A lot of our clients are a little less daunted if the software is a brand that they can recognize and know other people use when they're investing in. Take something like HubSpot. That might be a very large investment for them compared to their other marketing costs. So they'd like to be able to ask other people and talk about it.
After sales support
The best partners work with us not just on the sales side, but also on the usage side. Hubspot is a really good example of that. They have people that make sure we get the most out of the tools for our clients. That means that if we do have a completely ridiculous, outrageous idea of something that we want to do on the platform, they can generally track somebody down who can talk to us about how we would do that with the system.
Communicate with Slack
We work with a couple of providers where we chat directly with them on Slack. That just makes it easier to work with them. When an opportunity comes up, they're front of mind It's a relationship that we enjoy working with them rather than feeling like they're just they're just out for blood.

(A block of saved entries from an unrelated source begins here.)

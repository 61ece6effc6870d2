use super::{Job, JobContext};
use async_trait::async_trait;
use canteiro_shared::models::workflow_session::WorkflowSession;
use chrono::Duration;

/// Deletes sessions past their expiry and completed sessions past retention
#[derive(Debug, Clone)]
pub struct ExpireWorkflowSessions {
    retention: Duration,
}

impl ExpireWorkflowSessions {
    pub fn new(retention_days: i64) -> Self {
        Self {
            retention: Duration::days(retention_days),
        }
    }
}

#[async_trait]
impl Job for ExpireWorkflowSessions {
    fn name(&self) -> &'static str {
        "expire_workflow_sessions"
    }

    async fn run(&self, ctx: &JobContext) -> anyhow::Result<u64> {
        let expired = WorkflowSession::delete_expired(&ctx.db, ctx.now).await?;
        let purged = WorkflowSession::delete_completed_before(&ctx.db, ctx.now - self.retention).await?;

        if expired > 0 || purged > 0 {
            tracing::info!(expired, purged, "Workflow sessions swept");
        }

        Ok(expired + purged)
    }
}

Shout out to Cradle that have been fantastic to work with over the last six months. It's easy for us to start to use their platform because they're providing us with trial licenses that we can use for own R&D. So we don't have a huge investment to get into their platform to get experience with their software.
Any advice for software companies reaching out to you to become a partner?
Solutions, not software
A lot of people would not like to hear this but nobody wants to buy your software! People don't want to buy a piece of software. They want to buy a solution to a problem.
Costs add up
While the software as a service software is so much more affordable than it's been in the past, you can exhibit this death by a thousand cuts with many micro transactions on a monthly basis that add up to these enormous amounts of money.
Tell me honestly who is your ideal customer
Who are the people that you feel are the best fit for your software? When we feel like we have a client that is appropriate, can we easily reach out to you and ask, "This is what the client needs to do. Is this something that your software can do?" If your software can't do it, don't tell me that it can. Tell me that it can't. Tell me that you're working on it and you'll let me know when you can. The worst thing you can do there is promise that you can do it and then find that it doesn't work at all.
Where does your product fit in our business?
Tell us where it fits in with what we're already doing. You know, if you spent four seconds on our website, you'd be able to work that out. If it does replace something that we're already using that we're already promoting on our website, you need to tell us why.
And a big bugbear of mine being in Australia and being the other side of the world, do not expect me to get up at 5:00 a.m. If you can stay back at work an hour and we can get a more attractive time then we'll get along much better.